Marcel Mengel développa une grammaire de l’art du mime qu’il appela la « statuaire mobile ». C'est parce qu'il avait une voix de gorge, sourde, voilée, qu'il décida de devenir mime, et non pas comédien. Il n’avait pas hérité de son père son coffre et sa cage thoracique de boucher ! Il avait la discrétion de sa mère, dont il connaissait par cœur la façon de tourner les pages. Il écuma les cabarets pour représenter son langage unique. Mais la vie de mime était difficile, et souvent incomprise. Alors, il finit par travailler avec son père, comme assistant boucher. S’ennuyait-il, au milieu des filets et des entrecôtes ? Pas du tout ! Il se nourrissait du mouvement des couteaux, de l’inflexion des bras, du basculement des corps. Tous ces bouchers en action étaient un spectacle vivant ! Mais tout de même, il lui faudrait un jour se faire comprendre. Il avait tant vu, qu’il était bien certain d’avoir beaucoup à montrer !

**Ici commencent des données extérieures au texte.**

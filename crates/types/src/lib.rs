//! Shared types module - data structures and constants for the match engine
//!
//! This module defines the fundamental types used throughout the engine.
//! All types are pure data structures with no external dependencies, making them
//! usable in any context (rules core, rendering, replay tooling, headless runs).
//!
//! # Tile Codes
//!
//! Every tile kind has a stable numeric code used by snapshots, goal
//! definitions and destruction events. Ordinary tiles use their colour index
//! directly; special kinds use reserved ranges:
//!
//! | Code | Kind | Notes |
//! |------|------|-------|
//! | `0..=7` | `Ordinary(n)` | colour index, up to `MAX_ORDINARY_KINDS` |
//! | `100` | `BombVertical` | clears its column |
//! | `101` | `BombHorizontal` | clears its row |
//! | `102` | `BombArea` | clears a 5x5 block |
//! | `200` | `WoodNormal` | destructible obstacle, intact |
//! | `201` | `WoodBroken` | destructible obstacle, damaged |
//! | `300` | `Stone` | indestructible obstacle |
//!
//! Goal accounting always credits wood under code `200` regardless of the
//! damage stage the tile was in when destroyed (see [`TileKind::goal_code`]).
//!
//! # Pacing Constants
//!
//! The engine itself never sleeps; cascades resolve synchronously and every
//! effect carries a logical `delay` in cell units. Presentation layers convert
//! delays to wall time with these advisory constants (milliseconds):
//!
//! | Constant | Value | Description |
//! |----------|-------|-------------|
//! | `HIT_STAGGER_MS` | 60 | per delay unit, blast ripple pacing |
//! | `REMOVAL_PULSE_MS` | 180 | removal highlight duration |
//! | `FALL_STEP_MS` | 90 | per cell of gravity travel |
//!
//! # Retry Caps
//!
//! Randomized placement is bounded: after `GENERATION_RETRY_CAP` resamples the
//! board accepts the last candidate, and after `RESHUFFLE_RETRY_CAP` rejected
//! shuffles the last arrangement stands. Degraded results are legal states;
//! the next scan picks up whatever they left behind.
//!
//! # Examples
//!
//! ```
//! use matchstone_types::{Position, TileKind, PlayerAction, MAX_GRID_DIM};
//!
//! // Classify tile kinds
//! let red = TileKind::Ordinary(0);
//! assert!(red.is_ordinary() && red.is_movable());
//! assert!(TileKind::BombArea.is_bomb());
//! assert!(TileKind::Stone.is_obstacle() && !TileKind::Stone.is_movable());
//!
//! // Codes round-trip
//! assert_eq!(TileKind::from_code(101), Some(TileKind::BombHorizontal));
//! assert_eq!(TileKind::BombHorizontal.code(), 101);
//!
//! // Positions order row-major and know their neighbours
//! let a = Position::new(2, 3);
//! assert!(a.is_adjacent(Position::new(2, 4)));
//! assert!(!a.is_adjacent(Position::new(3, 4)));
//!
//! // Player intents
//! let swap = PlayerAction::Swap { from: a, to: Position::new(2, 4) };
//! assert!(matches!(swap, PlayerAction::Swap { .. }));
//!
//! assert_eq!(MAX_GRID_DIM, 16);
//! ```

/// Smallest supported board dimension (rows and columns)
pub const MIN_GRID_DIM: u8 = 3;

/// Largest supported board dimension (rows and columns)
pub const MAX_GRID_DIM: u8 = 16;

/// Maximum number of ordinary tile colours a level may use
pub const MAX_ORDINARY_KINDS: u8 = 8;

/// Resample attempts per cell before generation/refill accepts the last candidate
pub const GENERATION_RETRY_CAP: u32 = 50;

/// Full-board shuffle attempts before a reshuffle accepts the last arrangement
pub const RESHUFFLE_RETRY_CAP: u32 = 100;

/// Reshuffle rounds the controller tries before letting a moveless board stand
pub const MAX_RESHUFFLE_ROUNDS: u32 = 8;

/// Resolution passes per cascade before the resolver stops early
///
/// Unreachable in normal play (refill avoids new matches); only degenerate
/// configurations such as a single colour can keep a cascade alive forever,
/// and those stop here instead.
pub const MAX_CASCADE_PASSES: u32 = 1024;

/// Chebyshev radius of an area bomb blast (radius 2 = 5x5 block)
pub const AREA_BLAST_RADIUS: i8 = 2;

/// Advisory pacing: milliseconds per blast delay unit
pub const HIT_STAGGER_MS: u32 = 60;

/// Advisory pacing: removal highlight duration in milliseconds
pub const REMOVAL_PULSE_MS: u32 = 180;

/// Advisory pacing: milliseconds per cell of gravity travel
pub const FALL_STEP_MS: u32 = 90;

/// Numeric code for [`TileKind::BombVertical`]
pub const CODE_BOMB_VERTICAL: u16 = 100;

/// Numeric code for [`TileKind::BombHorizontal`]
pub const CODE_BOMB_HORIZONTAL: u16 = 101;

/// Numeric code for [`TileKind::BombArea`]
pub const CODE_BOMB_AREA: u16 = 102;

/// Numeric code for [`TileKind::WoodNormal`]
pub const CODE_WOOD_NORMAL: u16 = 200;

/// Numeric code for [`TileKind::WoodBroken`]
pub const CODE_WOOD_BROKEN: u16 = 201;

/// Numeric code for [`TileKind::Stone`]
pub const CODE_STONE: u16 = 300;

/// Stable identity of a tile, allocated by the board that owns it.
///
/// Ids survive gravity moves and in-place bomb conversion; a removed tile's
/// id is never reused within the same board.
#[derive(Debug, Clone, Copy, PartialEq, Eq, Hash, PartialOrd, Ord)]
pub struct TileId(pub u32);

/// The kinds of tile that can occupy a board cell
///
/// Ordinary tiles match and fall; bombs fall but never match; wood and stone
/// are obstacles pinned to their cells. Wood has two damage stages, stone is
/// indestructible.
#[derive(Debug, Clone, Copy, PartialEq, Eq, Hash)]
pub enum TileKind {
    /// Ordinary coloured tile; the payload is the colour index
    Ordinary(u8),
    /// Clears its whole column when detonated
    BombVertical,
    /// Clears its whole row when detonated
    BombHorizontal,
    /// Clears a 5x5 block centred on itself when detonated
    BombArea,
    /// Intact wooden obstacle (two hits to destroy)
    WoodNormal,
    /// Damaged wooden obstacle (one hit to destroy)
    WoodBroken,
    /// Indestructible stone obstacle
    Stone,
}

impl TileKind {
    /// True for ordinary coloured tiles
    pub fn is_ordinary(&self) -> bool {
        matches!(self, TileKind::Ordinary(_))
    }

    /// True for any bomb kind
    pub fn is_bomb(&self) -> bool {
        matches!(
            self,
            TileKind::BombVertical | TileKind::BombHorizontal | TileKind::BombArea
        )
    }

    /// True for wooden obstacles in either damage stage
    pub fn is_wooden(&self) -> bool {
        matches!(self, TileKind::WoodNormal | TileKind::WoodBroken)
    }

    /// True for stone obstacles
    pub fn is_stone(&self) -> bool {
        matches!(self, TileKind::Stone)
    }

    /// True for any obstacle (wood or stone)
    pub fn is_obstacle(&self) -> bool {
        self.is_wooden() || self.is_stone()
    }

    /// True for tiles that participate in gravity (ordinary tiles and bombs)
    pub fn is_movable(&self) -> bool {
        self.is_ordinary() || self.is_bomb()
    }

    /// Stable numeric code for snapshots, goals and events
    ///
    /// # Examples
    ///
    /// ```
    /// use matchstone_types::TileKind;
    ///
    /// assert_eq!(TileKind::Ordinary(3).code(), 3);
    /// assert_eq!(TileKind::BombVertical.code(), 100);
    /// assert_eq!(TileKind::Stone.code(), 300);
    /// ```
    pub fn code(&self) -> u16 {
        match self {
            TileKind::Ordinary(n) => u16::from(*n),
            TileKind::BombVertical => CODE_BOMB_VERTICAL,
            TileKind::BombHorizontal => CODE_BOMB_HORIZONTAL,
            TileKind::BombArea => CODE_BOMB_AREA,
            TileKind::WoodNormal => CODE_WOOD_NORMAL,
            TileKind::WoodBroken => CODE_WOOD_BROKEN,
            TileKind::Stone => CODE_STONE,
        }
    }

    /// Parse a numeric code back into a kind
    ///
    /// Ordinary codes are accepted up to `MAX_ORDINARY_KINDS - 1`; anything
    /// else outside the reserved codes returns `None`.
    ///
    /// # Examples
    ///
    /// ```
    /// use matchstone_types::TileKind;
    ///
    /// assert_eq!(TileKind::from_code(0), Some(TileKind::Ordinary(0)));
    /// assert_eq!(TileKind::from_code(201), Some(TileKind::WoodBroken));
    /// assert_eq!(TileKind::from_code(99), None);
    /// ```
    pub fn from_code(code: u16) -> Option<Self> {
        match code {
            c if c < u16::from(MAX_ORDINARY_KINDS) => Some(TileKind::Ordinary(c as u8)),
            CODE_BOMB_VERTICAL => Some(TileKind::BombVertical),
            CODE_BOMB_HORIZONTAL => Some(TileKind::BombHorizontal),
            CODE_BOMB_AREA => Some(TileKind::BombArea),
            CODE_WOOD_NORMAL => Some(TileKind::WoodNormal),
            CODE_WOOD_BROKEN => Some(TileKind::WoodBroken),
            CODE_STONE => Some(TileKind::Stone),
            _ => None,
        }
    }

    /// Code under which destruction of this kind is credited to goals
    ///
    /// Wood credits under `CODE_WOOD_NORMAL` whatever stage it was destroyed
    /// in; every other kind credits under its own code.
    pub fn goal_code(&self) -> u16 {
        match self {
            TileKind::WoodBroken => CODE_WOOD_NORMAL,
            other => other.code(),
        }
    }
}


/// Axis of a match run
#[derive(Debug, Clone, Copy, PartialEq, Eq, Hash)]
pub enum Axis {
    Row,
    Col,
}

/// A cell coordinate on the board
///
/// Rows grow downward, columns grow rightward. Coordinates are signed so that
/// refill entry points can sit above the grid (negative rows); all in-board
/// positions are non-negative. Ordering is row-major, which fixes scan and
/// event order across the engine.
#[derive(Debug, Clone, Copy, PartialEq, Eq, Hash, PartialOrd, Ord)]
pub struct Position {
    pub row: i8,
    pub col: i8,
}

impl Position {
    pub fn new(row: i8, col: i8) -> Self {
        Position { row, col }
    }

    /// True when `other` shares an edge with `self`
    pub fn is_adjacent(&self, other: Position) -> bool {
        let dr = (i16::from(self.row) - i16::from(other.row)).abs();
        let dc = (i16::from(self.col) - i16::from(other.col)).abs();
        dr + dc == 1
    }

    /// The position offset by the given row/column deltas
    pub fn offset(&self, dr: i8, dc: i8) -> Position {
        Position::new(self.row + dr, self.col + dc)
    }
}

/// A player intent handed to the controller
///
/// Both variants are validated by the controller; invalid intents are
/// rejected without consuming a move.
#[derive(Debug, Clone, Copy, PartialEq, Eq)]
pub enum PlayerAction {
    /// Swap two orthogonally adjacent tiles
    Swap { from: Position, to: Position },
    /// Detonate the bomb at the given cell
    Tap(Position),
}

/// Lifecycle phase of a level attempt
///
/// There is no "resolving" phase: cascade resolution happens synchronously
/// inside the controller call, so an observer can never see one in flight.
#[derive(Debug, Clone, Copy, PartialEq, Eq)]
pub enum Phase {
    /// Accepting moves
    Idle,
    /// All goals met; no further moves accepted
    Complete,
    /// Move budget exhausted with goals outstanding
    Failed,
}

impl Phase {
    /// True once the attempt has ended, in either direction
    pub fn is_terminal(&self) -> bool {
        !matches!(self, Phase::Idle)
    }

    /// Lowercase name for transcripts and snapshots
    pub fn as_str(&self) -> &'static str {
        match self {
            Phase::Idle => "idle",
            Phase::Complete => "complete",
            Phase::Failed => "failed",
        }
    }
}

/// A bomb going off, with the logical delay at which it fired
#[derive(Debug, Clone, Copy, PartialEq, Eq)]
pub struct Detonation {
    pub id: TileId,
    pub kind: TileKind,
    pub position: Position,
    /// Cell-distance delay from the pass trigger (0 for seeded bombs)
    pub delay: u32,
}

/// A tile leaving the board
///
/// `delay` is the logical hit time of the cell: 0 for plain match removals,
/// the blast travel distance for bomb-hit cells. Presentation layers multiply
/// by [`HIT_STAGGER_MS`].
#[derive(Debug, Clone, Copy, PartialEq, Eq)]
pub struct RemovedTile {
    pub id: TileId,
    pub kind: TileKind,
    pub position: Position,
    pub delay: u32,
}

/// One damage step applied to a wooden obstacle
#[derive(Debug, Clone, Copy, PartialEq, Eq)]
pub struct WoodHit {
    pub position: Position,
    /// `false`: intact -> broken. `true`: broken -> destroyed (also removed).
    pub crushed: bool,
}

/// A bomb materializing out of a match
#[derive(Debug, Clone, Copy, PartialEq, Eq)]
pub struct BombSpawn {
    pub id: TileId,
    pub kind: TileKind,
    pub position: Position,
    /// True when an existing tile was converted in place (id preserved)
    pub converted: bool,
}

/// A tile settling under gravity
#[derive(Debug, Clone, Copy, PartialEq, Eq)]
pub struct TileFall {
    pub id: TileId,
    pub from: Position,
    pub to: Position,
}

/// A refill tile entering from above the grid
#[derive(Debug, Clone, Copy, PartialEq, Eq)]
pub struct TileSpawn {
    pub id: TileId,
    pub kind: TileKind,
    /// Above-grid entry cell (negative row), for drop-in animation
    pub entry: Position,
    pub destination: Position,
}

/// Everything that happened in one resolution pass, in contract order:
/// detonations, wood damage, removals, bomb spawns, falls, refills.
///
/// A cascade is a `Vec<PassEvents>`; pass `n + 1` was caused entirely by the
/// board state pass `n` left behind.
#[derive(Debug, Clone, Default, PartialEq, Eq)]
pub struct PassEvents {
    pub detonations: Vec<Detonation>,
    pub wood_hits: Vec<WoodHit>,
    pub removed: Vec<RemovedTile>,
    pub bombs_spawned: Vec<BombSpawn>,
    pub falls: Vec<TileFall>,
    pub spawns: Vec<TileSpawn>,
}

impl PassEvents {
    /// True when the pass changed nothing (quiescence marker)
    pub fn is_empty(&self) -> bool {
        self.detonations.is_empty()
            && self.wood_hits.is_empty()
            && self.removed.is_empty()
            && self.bombs_spawned.is_empty()
            && self.falls.is_empty()
            && self.spawns.is_empty()
    }

    /// Destroyed-tile tally keyed by goal code, for scoring and goal credit
    ///
    /// Wood aggregates under [`CODE_WOOD_NORMAL`]; the map is ordered so
    /// iteration is deterministic.
    pub fn destroyed_counts(&self) -> std::collections::BTreeMap<u16, u32> {
        let mut counts = std::collections::BTreeMap::new();
        for removal in &self.removed {
            *counts.entry(removal.kind.goal_code()).or_insert(0) += 1;
        }
        counts
    }
}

Mais un jour, un tragique événement bouleversa la famille Mengel. Le père fut arrêté dans sa boucherie, devant les yeux effrayés de son fils. Le visage pétrifié de son père, la peur qui se lisait dans ses yeux, la brutalité des policiers. Marcel imprima ce moment dans sa mémoire, et il ne le quitta jamais. On était à la veille de la Seconde guerre mondiale. Le destin des Mengel était sombre et sans espoir. Marcel n’eut plus jamais de nouvelles de son père. Celui-ci mourut à Auschwitz, sans adieu, sans famille, comme un chiffre de plus.

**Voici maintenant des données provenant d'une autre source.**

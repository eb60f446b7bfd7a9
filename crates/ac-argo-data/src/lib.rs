//! Argo dataset retrieval for ArgoChat.
//!
//! A `DatasetFetcher` abstraction with three implementations: the ERDDAP
//! HTTP client, a memoizing `CachedFetcher` wrapper, and `MockFetcher` with
//! synthetic floats for tests and offline use.

pub mod cache;
pub mod erddap;
pub mod error;
pub mod fetcher;
pub mod mock;

pub use cache::CachedFetcher;
pub use erddap::{ErddapConfig, ErddapFetcher};
pub use error::{FetchError, FetchResult};
pub use fetcher::DatasetFetcher;
pub use mock::MockFetcher;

Quand son cousin lui proposa de rejoindre la résistance, Marcel n’hésita pas un instant. Il le devait à son père, il le devait à tous les juifs. Il prit un nom de résistant : Marceau, et devint accompagnateur d’enfants partant en colonie. Bien sûr, il ne s’agissait pas de vacances. Il fallait faire franchir la frontière suisse à tous ces petits juifs menacés de déportation. Les policiers n’avaient pas le courage de fouiller ces innocents qui chahutaient dans le train. Qui aurait pu deviner le fin mot de l’histoire ? Marceau parvenait à leur faire oublier la peur. Il les faisait éclater de rire. Ses mimes leur réchauffaient le cœur. Il était un héros sans orgueil, il était le héros des enfants. Mais la mission était périlleuse, ils avaient tout à affronter au sortir du train : les forêts, les rivières, les barbelés et les soldats suisses. Les enfants couraient, rampaient, se faufilaient. Ils devaient survivre, la liberté était à quelques pas.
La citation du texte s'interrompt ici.